Google DeepMind has unveiled two new AI systems that won silver medals at this year's International Mathematical Olympiad (IMO).
The systems, AlphaProof and AlphaGeometry 2, solved four of the six given problems and scored 28 out of 42 possible points. Deepmind sees this as a step towards Artificial General Intelligence (AGI) with advanced mathematical capabilities. A gold medal was awarded for 29 points or more, which 58 of the 609 human participants achieved.
AlphaProof combines a pre-trained language model with the AlphaZero reinforcement learning algorithm, which has been successfully applied to Chess, Shogi and Go, to prove mathematical statements in the formal language Lean.
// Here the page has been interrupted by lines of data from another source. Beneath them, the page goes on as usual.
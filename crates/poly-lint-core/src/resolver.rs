//! Rule-set resolution.
//!
//! Computes the effective rule configuration for a (language, version)
//! pair by a linear merge over the catalog in declaration order, followed
//! by one inherit-resolution pass and the caller's overrides. The whole
//! resolution is a pure function over the immutable catalog and its
//! inputs; a `BTreeMap` accumulator keeps the observable output
//! independent of any hash ordering.

use crate::catalog::{Language, RuleEntry, RuleValue};
use crate::config::{Envs, ParserOptions, SourceType};
use std::collections::{BTreeMap, BTreeSet};
use tracing::debug;

/// Fully resolved rule mapping: no `Inherit` values remain.
pub type EffectiveRuleSet = BTreeMap<String, RuleValue>;

/// Offset between calendar-year and ordinal version numbering.
///
/// Catalog thresholds use the ordinal scheme in which 2015 corresponds
/// to 6, so year-style inputs are reduced by 2009.
pub const YEAR_OFFSET: u32 = 2009;

/// First version value interpreted as a calendar year.
const FIRST_YEAR: u32 = 2015;

/// Normalizes a requested version into the ordinal scheme.
///
/// Year-style values (≥ 2015) are reduced by [`YEAR_OFFSET`]. When no
/// version is given, module mode implies 6 and script mode implies 5.
#[must_use]
pub fn normalize_version(parser_options: &ParserOptions) -> u32 {
    match parser_options.ecma_version {
        Some(version) if version >= FIRST_YEAR => version - YEAR_OFFSET,
        Some(version) => version,
        None => match parser_options.source_type {
            SourceType::Module => 6,
            SourceType::Script => 5,
        },
    }
}

/// Resolves the effective rule set for a language at a normalized version.
///
/// Catalog entries are merged in declaration order (later entries win on
/// key collision), the inherit sentinels are replaced by the bare rules'
/// values (turning the bare rules off so the same concern is not reported
/// twice), and `overrides` are merged last, winning unconditionally. An
/// `Inherit` override is resolved at merge time the same way, so the
/// sentinel never reaches the output.
#[must_use]
pub fn resolve(
    catalog: &[RuleEntry],
    language: Language,
    version: u32,
    overrides: &BTreeMap<String, RuleValue>,
) -> EffectiveRuleSet {
    let mut rules = EffectiveRuleSet::new();
    for entry in catalog {
        if !entry.applies.satisfied_by(language, version) {
            continue;
        }
        for (name, value) in &entry.rules {
            rules.insert(name.clone(), value.clone());
        }
    }

    resolve_inherit(&mut rules);

    for (name, value) in overrides {
        if *value == RuleValue::Inherit {
            apply_inherit(&mut rules, name.clone());
        } else {
            rules.insert(name.clone(), value.clone());
        }
    }

    debug!(
        language = %language,
        version,
        rules = rules.len(),
        "resolved effective rule set"
    );
    rules
}

/// Replaces every `Inherit` value with the current value of the bare rule
/// of the same name (or `Off` when absent), then turns the bare rule off.
fn resolve_inherit(rules: &mut EffectiveRuleSet) {
    let inherited: Vec<String> = rules
        .iter()
        .filter(|(name, value)| name.contains('/') && **value == RuleValue::Inherit)
        .map(|(name, _)| name.clone())
        .collect();
    for name in inherited {
        apply_inherit(rules, name);
    }
}

/// Sets `name` to the current value of its bare counterpart (or `Off`
/// when absent), then turns the bare rule off. A name without a prefix
/// has no counterpart to take from and resolves to `Off` directly.
fn apply_inherit(rules: &mut EffectiveRuleSet, name: String) {
    let bare = name.rsplit('/').next().unwrap_or(&name).to_owned();
    if bare == name {
        rules.insert(name, RuleValue::Off);
        return;
    }
    let value = rules.get(&bare).cloned().unwrap_or(RuleValue::Off);
    rules.insert(name, value);
    rules.insert(bare, RuleValue::Off);
}

/// Computes the environment predefineds implied by the normalized version,
/// merged with the caller's free-form environments.
#[must_use]
pub fn base_env(envs: Option<&Envs>, version: u32) -> BTreeSet<String> {
    let mut env = BTreeSet::new();
    if version >= 12 {
        env.insert("es2021".to_owned());
    } else if version >= 11 {
        env.insert("es2020".to_owned());
    } else if version >= 8 {
        env.insert("es2017".to_owned());
    } else if version >= 6 {
        env.insert("es6".to_owned());
    }
    if let Some(envs) = envs {
        env.extend(envs.iter().map(str::to_owned));
    }
    env
}

#[cfg(test)]
mod tests {
    use super::*;
    use crate::catalog::{Applicability, RuleEntry};
    use serde_json::json;

    fn test_catalog() -> Vec<RuleEntry> {
        vec![
            RuleEntry::new(
                "Base",
                Applicability::both(5),
                vec![
                    ("eol-last", RuleValue::Error),
                    ("quotes", RuleValue::ErrorWith(vec![json!("single")])),
                    ("semi", RuleValue::Error),
                    ("camelcase", RuleValue::Off),
                ],
            ),
            RuleEntry::new(
                "Base",
                Applicability::both(6),
                vec![("no-var", RuleValue::Error)],
            ),
            RuleEntry::new(
                "Base",
                Applicability::only_js(5),
                vec![("strict", RuleValue::Error)],
            ),
            RuleEntry::plugin(
                "typescript",
                "Typed rules",
                Applicability::only_ts(5),
                vec![
                    ("semi", RuleValue::Inherit),
                    ("camelcase", RuleValue::Inherit),
                    ("explicit-return", RuleValue::Error),
                    ("untracked", RuleValue::Inherit),
                ],
            ),
        ]
    }

    #[test]
    fn resolution_is_deterministic() {
        let catalog = test_catalog();
        let overrides = BTreeMap::new();
        let first = resolve(&catalog, Language::Ts, 6, &overrides);
        let second = resolve(&catalog, Language::Ts, 6, &overrides);
        assert_eq!(first, second);
        let first_json = serde_json::to_string(&first).expect("serialize");
        let second_json = serde_json::to_string(&second).expect("serialize");
        assert_eq!(first_json, second_json);
    }

    #[test]
    fn no_inherit_survives_resolution() {
        let catalog = test_catalog();
        let resolved = resolve(&catalog, Language::Ts, 6, &BTreeMap::new());
        assert!(resolved.values().all(|v| *v != RuleValue::Inherit));
    }

    #[test]
    fn inherit_takes_bare_value_and_disables_bare_rule() {
        let catalog = test_catalog();
        let resolved = resolve(&catalog, Language::Ts, 6, &BTreeMap::new());
        assert_eq!(resolved.get("typescript/semi"), Some(&RuleValue::Error));
        assert_eq!(resolved.get("semi"), Some(&RuleValue::Off));
        // A bare rule that was already off inherits as off.
        assert_eq!(resolved.get("typescript/camelcase"), Some(&RuleValue::Off));
        assert_eq!(resolved.get("camelcase"), Some(&RuleValue::Off));
    }

    #[test]
    fn inherit_without_bare_counterpart_resolves_to_off() {
        let catalog = test_catalog();
        let resolved = resolve(&catalog, Language::Ts, 6, &BTreeMap::new());
        assert_eq!(resolved.get("typescript/untracked"), Some(&RuleValue::Off));
    }

    #[test]
    fn version_gates_are_monotonic() {
        let catalog = test_catalog();
        let at_5 = resolve(&catalog, Language::Js, 5, &BTreeMap::new());
        assert!(!at_5.contains_key("no-var"));
        for version in 6..12 {
            let resolved = resolve(&catalog, Language::Js, version, &BTreeMap::new());
            assert_eq!(resolved.get("no-var"), Some(&RuleValue::Error));
        }
    }

    #[test]
    fn language_exclusive_entries_do_not_leak() {
        let catalog = test_catalog();
        let js = resolve(&catalog, Language::Js, 6, &BTreeMap::new());
        let ts = resolve(&catalog, Language::Ts, 6, &BTreeMap::new());
        assert!(js.contains_key("strict"));
        assert!(!ts.contains_key("strict"));
        assert!(!js.contains_key("typescript/semi"));
    }

    #[test]
    fn overrides_win_over_catalog_values() {
        let catalog = test_catalog();
        let mut overrides = BTreeMap::new();
        overrides.insert("eol-last".to_owned(), RuleValue::Off);
        overrides.insert("made-up".to_owned(), RuleValue::Warn);
        let resolved = resolve(&catalog, Language::Js, 5, &overrides);
        assert_eq!(resolved.get("eol-last"), Some(&RuleValue::Off));
        assert_eq!(resolved.get("made-up"), Some(&RuleValue::Warn));
    }

    #[test]
    fn inherit_override_resolves_against_bare_rule() {
        let catalog = test_catalog();
        let mut overrides = BTreeMap::new();
        overrides.insert("extra/quotes".to_owned(), RuleValue::Inherit);
        let resolved = resolve(&catalog, Language::Js, 5, &overrides);
        assert_eq!(
            resolved.get("extra/quotes"),
            Some(&RuleValue::ErrorWith(vec![json!("single")]))
        );
        assert_eq!(resolved.get("quotes"), Some(&RuleValue::Off));
        assert!(resolved.values().all(|v| *v != RuleValue::Inherit));
        assert!(serde_json::to_string(&resolved).is_ok());
    }

    #[test]
    fn inherit_override_of_shadowed_rule_takes_the_disabled_value() {
        // The catalog's own inherit pass already turned `semi` off for the
        // typed target, so a caller re-inheriting it lands on `Off`.
        let catalog = test_catalog();
        let mut overrides = BTreeMap::new();
        overrides.insert("typescript/semi".to_owned(), RuleValue::Inherit);
        let resolved = resolve(&catalog, Language::Ts, 6, &overrides);
        assert_eq!(resolved.get("typescript/semi"), Some(&RuleValue::Off));
        assert!(resolved.values().all(|v| *v != RuleValue::Inherit));
    }

    #[test]
    fn bare_inherit_override_turns_the_rule_off() {
        let catalog = test_catalog();
        let mut overrides = BTreeMap::new();
        overrides.insert("semi".to_owned(), RuleValue::Inherit);
        let resolved = resolve(&catalog, Language::Js, 5, &overrides);
        assert_eq!(resolved.get("semi"), Some(&RuleValue::Off));
        assert!(serde_json::to_string(&resolved).is_ok());
    }

    #[test]
    fn later_entries_override_earlier_ones() {
        let catalog = vec![
            RuleEntry::new("A", Applicability::both(5), vec![("x", RuleValue::Error)]),
            RuleEntry::new("A", Applicability::both(6), vec![("x", RuleValue::Off)]),
        ];
        let at_5 = resolve(&catalog, Language::Js, 5, &BTreeMap::new());
        let at_6 = resolve(&catalog, Language::Js, 6, &BTreeMap::new());
        assert_eq!(at_5.get("x"), Some(&RuleValue::Error));
        assert_eq!(at_6.get("x"), Some(&RuleValue::Off));
    }

    #[test]
    fn year_style_versions_normalize() {
        let options = ParserOptions {
            ecma_version: Some(2015),
            ..ParserOptions::default()
        };
        assert_eq!(normalize_version(&options), 6);
        let options = ParserOptions {
            ecma_version: Some(2021),
            ..ParserOptions::default()
        };
        assert_eq!(normalize_version(&options), 12);
    }

    #[test]
    fn ordinal_versions_pass_through() {
        let options = ParserOptions {
            ecma_version: Some(9),
            ..ParserOptions::default()
        };
        assert_eq!(normalize_version(&options), 9);
    }

    #[test]
    fn missing_version_infers_from_source_type() {
        let script = ParserOptions::default();
        assert_eq!(normalize_version(&script), 5);
        let module = ParserOptions {
            source_type: SourceType::Module,
            ..ParserOptions::default()
        };
        assert_eq!(normalize_version(&module), 6);
    }

    #[test]
    fn base_env_tracks_version_tiers() {
        assert!(base_env(None, 5).is_empty());
        assert!(base_env(None, 6).contains("es6"));
        assert!(base_env(None, 8).contains("es2017"));
        assert!(base_env(None, 11).contains("es2020"));
        assert!(base_env(None, 12).contains("es2021"));
    }

    #[test]
    fn base_env_merges_caller_envs() {
        let envs = Envs::Many(vec!["node".to_owned(), "browser".to_owned()]);
        let env = base_env(Some(&envs), 6);
        assert!(env.contains("es6"));
        assert!(env.contains("node"));
        assert!(env.contains("browser"));
    }
}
The system trains itself by solving millions of mathematical problems of varying difficulty and learning from them by searching for possible proof steps in Lean. Each discovered and verified proof is used to expand AlphaProof's language model and improve its ability to solve subsequent, more challenging problems.
AlphaGeometry 2 is a significantly improved version of its predecessor from January 2024 and is based on a Gemini language model trained on a larger amount of synthetic data. Before this year's IMO, AlphaGeometry 2 was able to solve 83 per cent of all historical IMO geometry problems from the last 25 years, according to Google DeepMind.
For use at the IMO, the tasks were first manually translated into a formal mathematical language. While human participants worked on the tasks in two 4.5-hour sessions, the AI systems needed only a few minutes for some tasks and up to three days for others.
The AI systems' solutions were evaluated according to official IMO rules by leading mathematicians, including Professor Sir Timothy Gowers, himself an IMO gold medalist and Fields Medal winner.
"The fact that the program can come up with a non-obvious construction like this is very impressive, and well beyond what I thought was state of the art," says Gowers.
Logic and LLMs - it's complicated
Google DeepMind sees the development of AI systems with advanced mathematical capabilities as having the potential to open up new areas of science and technology. This is hardly possible with today's generative AI models such as LLMs, which lack reasoning skills and sometimes make grave errors.
DeepMind plans to release more technical details about AlphaProof in the future, and is also exploring approaches to natural language reasoning based on the Gemini model.
This outlook is in line with the statement made by Google DeepMind CEO Demis Hassabis last summer: "At a high level you can think of Gemini as combining some of the strengths of AlphaGo-type systems with the amazing language capabilities of the large models. We also have some new innovations that are going to be pretty interesting." But these approaches have not yet reached consumer-facing products.
OpenAI also aims to teach logical reasoning to multimodal AI models. Codenamed "Strawberry", it is reportedly developing AI technology with enhanced reasoning capabilities, similar to the "Quiet-STaR" method developed by Stanford researchers. The aim is to improve the company's models, particularly for autonomous internet searches and complex planning tasks.
According to a Reuters report, an internally tested OpenAI AI scored over 90 percent on the MATH benchmark for challenging mathematical tasks. By comparison, GPT-4 scored 53 percent and GPT-4o scored 76.6 percent. OpenAI has reportedly announced internally that it is on the verge of AI with reasoning capabilities.